I’ve been using Wanikani for about 15 months now, and I’ve begun amassing a large number of burned vocab. But I’ve been noticing more and more, that even in the review that I burn the vocab, I’m still very often having to “parse” out the vocab from the kanji that make it up.
This alone didn’t bother me too much for awhile and I figured it was par the course, but I’ve been realizing that when I listen to comprehensible input, outside of a lot of the very common vocab, a lot of burned vocab I have I don’t recognize until I go back and read the transcript of what I listened to.
I’ve been using Anki in parallel with Wanikani for about the last 6 months now for sake of seeing what works best for me, and I don’t see this occurring nearly as often with vocab pulled solely from Anki, and in many cases I can recognize even relatively new anki vocab in my listening input.
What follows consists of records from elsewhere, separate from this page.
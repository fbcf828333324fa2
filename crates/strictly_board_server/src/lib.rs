//! Strictly Board Server - concurrent session engine over `strictly_board`.
//!
//! # Architecture
//!
//! - **Store**: one mutex per session; mutations run on a draft and commit
//!   atomically with a version bump
//! - **Bus**: bounded per-subscriber queues, released in version order
//! - **Engine**: the public operations, composed from store and game rules
//! - **API**: axum routes and a Server-Sent Events feed
//!
//! # Example
//!
//! ```
//! use std::sync::Arc;
//! use strictly_board::{Action, ScriptedDice};
//! use strictly_board_server::{EngineConfig, GameEngine};
//!
//! let engine = GameEngine::new(
//!     EngineConfig::default(),
//!     Arc::new(ScriptedDice::new([(3, 4)]).unwrap()),
//! );
//! let id = engine.create_session("alice", "Alice").unwrap();
//! engine.join_session(&id, "bob", "Bob").unwrap();
//! engine.start_session(&id).unwrap();
//! engine.submit_action(&id, "alice", &Action::roll_dice()).unwrap();
//!
//! let session = engine.get_session(&id).unwrap();
//! assert_eq!(*session.players()[0].position(), 7);
//! ```

#![warn(missing_docs)]
#![forbid(unsafe_code)]

mod api;
mod bus;
mod config;
mod engine;
mod store;

pub use api::{
    ActionRequest, ApiError, CreateSessionRequest, CreateSessionResponse, EndRequest, ErrorBody,
    JoinRequest, router,
};
pub use bus::{SessionUpdate, Subscription, SubscriptionBus};
pub use config::{ConfigError, HOST_VAR, PORT_VAR, ServerConfig};
pub use engine::{EngineConfig, GameEngine};
pub use store::{Mutation, SessionStore};
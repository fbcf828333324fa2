//! Six-sided dice and the rollers that produce them.

use rand::rngs::StdRng;
use rand::{Rng, SeedableRng};
use serde::{Deserialize, Serialize};
use std::collections::VecDeque;
use std::sync::{Mutex, PoisonError};
use tracing::{debug, instrument};

/// Faces of a die.
pub const DIE_FACES: std::ops::RangeInclusive<u8> = 1..=6;

/// Error constructing dice from explicit faces.
#[derive(Debug, Clone, PartialEq, Eq, derive_more::Display, derive_more::Error)]
pub enum DiceError {
    /// A face value outside `1..=6`.
    #[display("Die face {value} is outside 1..=6")]
    FaceOutOfRange {
        /// The rejected value.
        value: u8,
    },
    /// A scripted roller needs at least one roll.
    #[display("Dice script is empty")]
    EmptyScript,
}

/// The two faces of one roll.
#[derive(Debug, Clone, Copy, PartialEq, Eq, Hash, Serialize, Deserialize)]
pub struct DiceRoll {
    die1: u8,
    die2: u8,
}

impl DiceRoll {
    /// Creates a roll, rejecting faces outside `1..=6`.
    pub fn new(die1: u8, die2: u8) -> Result<Self, DiceError> {
        for value in [die1, die2] {
            if !DIE_FACES.contains(&value) {
                return Err(DiceError::FaceOutOfRange { value });
            }
        }
        Ok(Self { die1, die2 })
    }

    /// First die.
    pub fn die1(&self) -> u8 {
        self.die1
    }

    /// Second die.
    pub fn die2(&self) -> u8 {
        self.die2
    }

    /// Sum of both faces.
    pub fn total(&self) -> usize {
        usize::from(self.die1) + usize::from(self.die2)
    }

    /// Both faces show the same value.
    pub fn is_double(&self) -> bool {
        self.die1 == self.die2
    }
}

/// Source of dice rolls.
///
/// Implementations are shared between sessions, so they take `&self`.
pub trait DiceRoller: Send + Sync + std::fmt::Debug {
    /// Rolls two independent dice.
    fn roll(&self) -> DiceRoll;
}

/// Uniform random dice.
///
/// Unseeded dice draw from the calling thread's generator, so sessions
/// rolling in parallel share no lock. Seeded dice share one generator to
/// keep the sequence reproducible.
#[derive(Debug, Default)]
pub struct RandomDice {
    seeded: Option<Mutex<StdRng>>,
}

impl RandomDice {
    /// Dice drawing from the thread-local generator.
    pub fn new() -> Self {
        Self::default()
    }

    /// Reproducible dice.
    #[instrument]
    pub fn seeded(seed: u64) -> Self {
        debug!(seed, "Seeding dice");
        Self {
            seeded: Some(Mutex::new(StdRng::seed_from_u64(seed))),
        }
    }

    /// Whether rolls follow a fixed seed.
    pub fn is_seeded(&self) -> bool {
        self.seeded.is_some()
    }

    fn draw(rng: &mut impl Rng) -> DiceRoll {
        let die1 = rng.gen_range(DIE_FACES);
        let die2 = rng.gen_range(DIE_FACES);
        DiceRoll { die1, die2 }
    }
}

impl DiceRoller for RandomDice {
    fn roll(&self) -> DiceRoll {
        match &self.seeded {
            Some(rng) => Self::draw(&mut *rng.lock().unwrap_or_else(PoisonError::into_inner)),
            None => Self::draw(&mut rand::thread_rng()),
        }
    }
}

/// Dice that replay a fixed script, cycling when it runs out.
#[derive(Debug)]
pub struct ScriptedDice {
    script: Mutex<VecDeque<DiceRoll>>,
}

impl ScriptedDice {
    /// Creates dice from `(die1, die2)` pairs.
    pub fn new(rolls: impl IntoIterator<Item = (u8, u8)>) -> Result<Self, DiceError> {
        let script = rolls
            .into_iter()
            .map(|(a, b)| DiceRoll::new(a, b))
            .collect::<Result<VecDeque<_>, _>>()?;
        if script.is_empty() {
            return Err(DiceError::EmptyScript);
        }
        Ok(Self {
            script: Mutex::new(script),
        })
    }
}

impl DiceRoller for ScriptedDice {
    fn roll(&self) -> DiceRoll {
        let mut script = self.script.lock().unwrap_or_else(PoisonError::into_inner);
        // Never empty: checked in `new` and every pop is pushed back.
        match script.pop_front() {
            Some(roll) => {
                script.push_back(roll);
                roll
            }
            None => DiceRoll { die1: 1, die2: 1 },
        }
    }
}
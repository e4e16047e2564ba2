//! Error types and HTTP response conversion

use axum::{
    http::StatusCode,
    response::{IntoResponse, Response},
    Json,
};
use serde::{Deserialize, Serialize};
use std::fmt;
use thiserror::Error;
use utoipa::ToSchema;

// ============================================================================
// Structured Database Errors
// ============================================================================

/// Database operation being performed when the error occurred
#[derive(Debug, Clone, Copy, PartialEq, Eq, Hash)]
pub enum DatabaseOperation {
    /// Establishing a database connection
    Connect,
    /// Creating tables and indexes
    Schema,
    /// Executing a read query
    Query,
    /// Inserting records
    Insert,
    /// Updating records
    Update,
    /// Deleting records
    Delete,
}

impl fmt::Display for DatabaseOperation {
    fn fmt(&self, f: &mut fmt::Formatter<'_>) -> fmt::Result {
        match self {
            Self::Connect => write!(f, "connect"),
            Self::Schema => write!(f, "schema"),
            Self::Query => write!(f, "query"),
            Self::Insert => write!(f, "insert"),
            Self::Update => write!(f, "update"),
            Self::Delete => write!(f, "delete"),
        }
    }
}

/// Category of database error
#[derive(Debug, Clone, Copy, PartialEq, Eq, Hash)]
pub enum DatabaseErrorKind {
    /// Failed to establish connection
    ConnectionFailed,
    /// Record not found
    NotFound,
    /// Constraint violation (unique, not null, check)
    ConstraintViolation,
    /// Query execution or row decoding failed
    QueryFailed,
    /// Connection pool exhausted or closed
    PoolExhausted,
}

impl fmt::Display for DatabaseErrorKind {
    fn fmt(&self, f: &mut fmt::Formatter<'_>) -> fmt::Result {
        match self {
            Self::ConnectionFailed => write!(f, "connection_failed"),
            Self::NotFound => write!(f, "not_found"),
            Self::ConstraintViolation => write!(f, "constraint_violation"),
            Self::QueryFailed => write!(f, "query_failed"),
            Self::PoolExhausted => write!(f, "pool_exhausted"),
        }
    }
}

/// Structured database error with operation context
#[derive(Debug, Clone, PartialEq, Eq)]
pub struct DatabaseError {
    /// The operation being performed when the error occurred
    pub operation: DatabaseOperation,
    /// The category of error
    pub kind: DatabaseErrorKind,
    /// Human-readable error message
    pub message: String,
    /// Additional context (e.g., table name, constraint name)
    pub context: Option<String>,
}

impl DatabaseError {
    /// Create a new database error
    pub fn new(
        operation: DatabaseOperation,
        kind: DatabaseErrorKind,
        message: impl Into<String>,
    ) -> Self {
        Self {
            operation,
            kind,
            message: message.into(),
            context: None,
        }
    }

    /// Classify a sqlx error raised while performing `operation`
    pub fn from_sqlx(operation: DatabaseOperation, err: &sqlx::Error) -> Self {
        let kind = match err {
            sqlx::Error::RowNotFound => DatabaseErrorKind::NotFound,
            sqlx::Error::Database(db) if db.is_unique_violation() => {
                DatabaseErrorKind::ConstraintViolation
            }
            sqlx::Error::Database(db) if db.is_check_violation() => {
                DatabaseErrorKind::ConstraintViolation
            }
            // A bad URL or unopenable file only shows up on connect
            sqlx::Error::Configuration(_) | sqlx::Error::Io(_) | sqlx::Error::Tls(_) => {
                DatabaseErrorKind::ConnectionFailed
            }
            sqlx::Error::PoolTimedOut | sqlx::Error::PoolClosed => {
                DatabaseErrorKind::PoolExhausted
            }
            _ => DatabaseErrorKind::QueryFailed,
        };

        let context = match err {
            sqlx::Error::Database(db) => db.constraint().map(str::to_string),
            _ => None,
        };

        Self {
            operation,
            kind,
            message: err.to_string(),
            context,
        }
    }

    /// Check if this error is retriable (transient errors that may succeed on retry)
    pub fn is_retriable(&self) -> bool {
        matches!(
            self.kind,
            DatabaseErrorKind::ConnectionFailed | DatabaseErrorKind::PoolExhausted
        )
    }

    /// Add context to an existing error
    pub fn add_context(mut self, context: impl Into<String>) -> Self {
        self.context = Some(context.into());
        self
    }
}

impl fmt::Display for DatabaseError {
    fn fmt(&self, f: &mut fmt::Formatter<'_>) -> fmt::Result {
        write!(
            f,
            "Database {} error during {}: {}",
            self.kind, self.operation, self.message
        )?;
        if let Some(ref ctx) = self.context {
            write!(f, " [context: {}]", ctx)?;
        }
        Ok(())
    }
}

impl std::error::Error for DatabaseError {}

/// Result type alias using the service error
pub type Result<T> = std::result::Result<T, Error>;

/// Main error type for the service
#[derive(Debug, Error)]
pub enum Error {
    /// Configuration error
    #[error("Configuration error: {0}")]
    Config(Box<figment::Error>),

    /// Structured database error with operation context
    #[error("{0}")]
    Database(DatabaseError),

    /// I/O error
    #[error("I/O error: {0}")]
    Io(#[from] std::io::Error),

    /// A record with the same business key already exists
    #[error("Duplicate: {0}")]
    Duplicate(String),

    /// Resource not found
    #[error("Not found: {0}")]
    NotFound(String),

    /// Request body, query string or path could not be decoded (422)
    #[error("Validation error: {0}")]
    Validation(String),
}

/// Error response body
///
/// `detail` carries the short human-readable reason shown to callers.
#[derive(Debug, Serialize, Deserialize, ToSchema)]
pub struct ErrorResponse {
    /// Error message
    pub detail: String,

    /// Optional error code
    #[serde(skip_serializing_if = "Option::is_none")]
    pub code: Option<String>,

    /// HTTP status code
    pub status: u16,
}

impl ErrorResponse {
    /// Create a new error response
    pub fn new(status: StatusCode, detail: impl Into<String>) -> Self {
        Self {
            detail: detail.into(),
            code: None,
            status: status.as_u16(),
        }
    }

    /// Create error response with a code
    pub fn with_code(
        status: StatusCode,
        code: impl Into<String>,
        detail: impl Into<String>,
    ) -> Self {
        Self {
            detail: detail.into(),
            code: Some(code.into()),
            status: status.as_u16(),
        }
    }
}

impl Error {
    /// HTTP status code this error is reported with
    pub fn status_code(&self) -> StatusCode {
        match self {
            // A duplicate isbn is reported as 400, not 409
            Error::Duplicate(_) => StatusCode::BAD_REQUEST,
            Error::NotFound(_) => StatusCode::NOT_FOUND,
            Error::Validation(_) => StatusCode::UNPROCESSABLE_ENTITY,
            Error::Database(e) => match e.kind {
                DatabaseErrorKind::NotFound => StatusCode::NOT_FOUND,
                DatabaseErrorKind::ConstraintViolation => StatusCode::BAD_REQUEST,
                DatabaseErrorKind::PoolExhausted | DatabaseErrorKind::ConnectionFailed => {
                    StatusCode::SERVICE_UNAVAILABLE
                }
                DatabaseErrorKind::QueryFailed => StatusCode::INTERNAL_SERVER_ERROR,
            },
            Error::Config(_) | Error::Io(_) => StatusCode::INTERNAL_SERVER_ERROR,
        }
    }
}

impl IntoResponse for Error {
    fn into_response(self) -> Response {
        let status = self.status_code();

        let error_response = match self {
            Error::Config(e) => {
                tracing::error!("Configuration error: {}", e);
                ErrorResponse::with_code(status, "CONFIG_ERROR", "Service misconfigured")
            }

            Error::Database(ref e) => {
                tracing::error!(
                    operation = %e.operation,
                    kind = %e.kind,
                    context = ?e.context,
                    retriable = e.is_retriable(),
                    "Database error: {}", e.message
                );

                let code = format!("DATABASE_{}", e.kind.to_string().to_uppercase());

                // User-facing message (don't expose internal details)
                let user_message = match e.kind {
                    DatabaseErrorKind::NotFound => "Resource not found",
                    DatabaseErrorKind::ConstraintViolation => {
                        "Operation conflicts with existing data"
                    }
                    DatabaseErrorKind::PoolExhausted | DatabaseErrorKind::ConnectionFailed => {
                        "Database temporarily unavailable"
                    }
                    DatabaseErrorKind::QueryFailed => "Database operation failed",
                };

                ErrorResponse::with_code(status, code, user_message)
            }

            Error::Io(e) => {
                tracing::error!("I/O error: {}", e);
                ErrorResponse::with_code(status, "IO_ERROR", "I/O operation failed")
            }

            Error::Duplicate(msg) => ErrorResponse::with_code(status, "DUPLICATE", msg),

            Error::NotFound(msg) => ErrorResponse::with_code(status, "NOT_FOUND", msg),

            Error::Validation(msg) => ErrorResponse::with_code(status, "VALIDATION_ERROR", msg),
        };

        (status, Json(error_response)).into_response()
    }
}

impl fmt::Display for ErrorResponse {
    fn fmt(&self, f: &mut fmt::Formatter<'_>) -> fmt::Result {
        write!(f, "{}", self.detail)
    }
}

// Manual From implementations for boxed errors
impl From<figment::Error> for Error {
    fn from(err: figment::Error) -> Self {
        Error::Config(Box::new(err))
    }
}

impl From<DatabaseError> for Error {
    fn from(err: DatabaseError) -> Self {
        Error::Database(err)
    }
}
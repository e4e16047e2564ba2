//! Request extractors that reject malformed input with 422
//!
//! axum's own `Json`, `Query` and `Path` answer 400 or 415 on bad input,
//! which would be indistinguishable from the duplicate-isbn 400. These
//! wrappers run the same extraction and turn every rejection into
//! [`Error::Validation`].
//!
//! ```rust,ignore
//! use library_service::extract::{ApiJson, ApiPath};
//!
//! async fn update(ApiPath(id): ApiPath<i64>, ApiJson(body): ApiJson<BookUpdate>) { .. }
//! ```

use axum::extract::{
    rejection::{JsonRejection, PathRejection, QueryRejection},
    FromRequest, FromRequestParts,
};

use crate::error::Error;

/// JSON request body
#[derive(Debug, FromRequest)]
#[from_request(via(axum::Json), rejection(Error))]
pub struct ApiJson<T>(pub T);

/// Query-string parameters
#[derive(Debug, FromRequestParts)]
#[from_request(via(axum::extract::Query), rejection(Error))]
pub struct ApiQuery<T>(pub T);

/// Path parameters
#[derive(Debug, FromRequestParts)]
#[from_request(via(axum::extract::Path), rejection(Error))]
pub struct ApiPath<T>(pub T);

impl From<JsonRejection> for Error {
    fn from(rejection: JsonRejection) -> Self {
        Error::Validation(rejection.body_text())
    }
}

impl From<QueryRejection> for Error {
    fn from(rejection: QueryRejection) -> Self {
        Error::Validation(rejection.body_text())
    }
}

impl From<PathRejection> for Error {
    fn from(rejection: PathRejection) -> Self {
        Error::Validation(rejection.body_text())
    }
}
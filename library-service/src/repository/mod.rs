//! Book persistence
//!
//! [`BookRepository`] is the storage seam the handlers are written against;
//! [`SqliteBookRepository`] implements it over a sqlx SQLite pool.

mod error;
mod sqlite;
mod traits;

pub use error::{RepositoryError, RepositoryErrorKind, RepositoryOperation};
pub use sqlite::SqliteBookRepository;
pub use traits::{BookRepository, RepositoryResult};
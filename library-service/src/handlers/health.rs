//! Health check handlers

use axum::{extract::State, http::StatusCode, response::IntoResponse, Json};
use serde::{Deserialize, Serialize};
use std::collections::HashMap;

use crate::{repository::BookRepository, state::AppState};

/// Health check response
#[derive(Debug, Serialize, Deserialize)]
pub struct HealthResponse {
    /// Service status
    pub status: String,

    /// Service name
    pub service: String,

    /// Version
    #[serde(skip_serializing_if = "Option::is_none")]
    pub version: Option<String>,
}

/// Readiness check response with dependency status
#[derive(Debug, Serialize, Deserialize)]
pub struct ReadinessResponse {
    /// Overall readiness status
    pub ready: bool,

    /// Service name
    pub service: String,

    /// Dependency statuses
    pub dependencies: HashMap<String, DependencyStatus>,
}

/// Individual dependency status
#[derive(Debug, Serialize, Deserialize)]
pub struct DependencyStatus {
    /// Dependency is healthy
    pub healthy: bool,

    /// Optional message
    #[serde(skip_serializing_if = "Option::is_none")]
    pub message: Option<String>,
}

/// Liveness check
///
/// Always 200 while the process is serving requests.
pub async fn health<R>(State(state): State<AppState<R>>) -> impl IntoResponse {
    let response = HealthResponse {
        status: "healthy".to_string(),
        service: state.config().service.name.clone(),
        version: Some(env!("CARGO_PKG_VERSION").to_string()),
    };

    (StatusCode::OK, Json(response))
}

/// Readiness check
///
/// 200 when the record store answers a count of the catalog, 503 otherwise.
pub async fn readiness<R: BookRepository>(State(state): State<AppState<R>>) -> impl IntoResponse {
    let database = match state.books().count().await {
        Ok(books) => DependencyStatus {
            healthy: true,
            message: Some(format!("Connected, {} books", books)),
        },
        Err(e) => {
            tracing::error!("Database health check failed: {}", e);
            DependencyStatus {
                healthy: false,
                message: Some("Connection failed".to_string()),
            }
        }
    };

    let ready = database.healthy;
    let status = if ready {
        StatusCode::OK
    } else {
        StatusCode::SERVICE_UNAVAILABLE
    };

    let response = ReadinessResponse {
        ready,
        service: state.config().service.name.clone(),
        dependencies: HashMap::from([("database".to_string(), database)]),
    };

    (status, Json(response))
}
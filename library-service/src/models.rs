//! Book record and request/response shapes
//!
//! Text fields are stored as given; an empty title, author or isbn is a
//! valid value. Only a wrong type or a missing required field is rejected,
//! and that happens while decoding the request.

use serde::{Deserialize, Serialize};
use utoipa::{IntoParams, ToSchema};

/// A catalogued book as stored and returned
#[derive(Debug, Clone, PartialEq, Eq, Serialize, Deserialize, sqlx::FromRow, ToSchema)]
pub struct Book {
    /// Store-assigned identifier
    pub id: i64,
    pub title: String,
    pub author: String,
    /// Publication year
    pub year: i32,
    /// Unique across the catalog
    pub isbn: String,
}

/// Create book request
#[derive(Debug, Clone, Serialize, Deserialize, ToSchema)]
pub struct BookCreate {
    pub title: String,
    pub author: String,
    pub year: i32,
    pub isbn: String,
}

/// Partial update request; omitted fields keep their stored values
#[derive(Debug, Clone, Default, Serialize, Deserialize, ToSchema)]
pub struct BookUpdate {
    #[serde(default, skip_serializing_if = "Option::is_none")]
    pub title: Option<String>,
    #[serde(default, skip_serializing_if = "Option::is_none")]
    pub author: Option<String>,
    #[serde(default, skip_serializing_if = "Option::is_none")]
    pub year: Option<i32>,
    #[serde(default, skip_serializing_if = "Option::is_none")]
    pub isbn: Option<String>,
}

impl BookUpdate {
    /// Check if the request changes anything
    pub fn has_updates(&self) -> bool {
        self.title.is_some() || self.author.is_some() || self.year.is_some() || self.isbn.is_some()
    }
}

/// Query parameters for listing books
#[derive(Debug, Clone, Default, Serialize, Deserialize, IntoParams)]
#[into_params(parameter_in = Query)]
pub struct BookFilter {
    /// Case-insensitive substring of the author
    pub author: Option<String>,
    /// Exact publication year
    pub year: Option<i32>,
}

impl BookFilter {
    /// Author fragment, ignoring an empty `?author=`
    pub fn author(&self) -> Option<&str> {
        self.author.as_deref().filter(|a| !a.is_empty())
    }
}

/// Query parameters for the title-or-author search
#[derive(Debug, Clone, Serialize, Deserialize, IntoParams)]
#[into_params(parameter_in = Query)]
pub struct SearchQuery {
    /// Case-insensitive substring of the title or author
    pub query: String,
}

/// Plain confirmation body
#[derive(Debug, Clone, PartialEq, Eq, Serialize, Deserialize, ToSchema)]
pub struct MessageResponse {
    pub message: String,
}

impl MessageResponse {
    pub fn new(message: impl Into<String>) -> Self {
        Self {
            message: message.into(),
        }
    }
}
So my question ends up being, has anyone hit the same wall with Wanikani? If so, what did you do to overcome it? Am I relying too heavily on the mnemonics and end up stuck only ever seeing multi-kanji vocab words as their individual kanji and readings and not one cohesive word and meaning? Do I not take enough time to read example sentences during reviews? Am I not doing enough comprehensible input to help solidify the vocab?
Edit: For note on my current wanikani review habits, I do them daily, with 10-20 lessons per day. I also almost always play the audio of a given vocab word after a review and say it aloud as well.
Listening and reading are very different. Are you reading anything? It should get easier over time as you make more connections. For example I can probably understand around 60% of an anime episode but reading manga is pretty comfortable with maybe 1 or 2 jisho trips per chapter.
Funny things is that this part is even harder when learning English.
This might be the key. WK doesn’t stimulate memory in the direction from word pronunciation to recognizing it, so training that separately could be useful.
I like to re-play the same sentences several times to pick out every word. It works best with a video player that has hotkeys to navigate to subtitle lines, e.g potplayer.
Another approach is to create Anki decks out of show episodes. Card front: sentence audio scene screenshot, card back: full subtitle line. It’s a bit of a hassle to set up and SRS on the go, but burns the words into memory pretty well.
I’ve had the same problem. I’m still in beginner books, where many words are written in hiragana, and I often find that I have no idea what a hiragana word means if I don’t have the kanji to lean on. I often just don’t recognize it as a word I’ve already learned in WK. Listening is even harder, and WK does very little to improve that skill.
I’ve found that KameSame.com helps a bit - it gives you the English and makes you think about how to spell out the Japanese translation, which ties the words a bit more meaningfully to the sounds, rather than just training kanji recognition. And it leverages your WK account, so you’re practicing from the same vocab list. I’ve found that it helps me learn the WK vocab much more solidly.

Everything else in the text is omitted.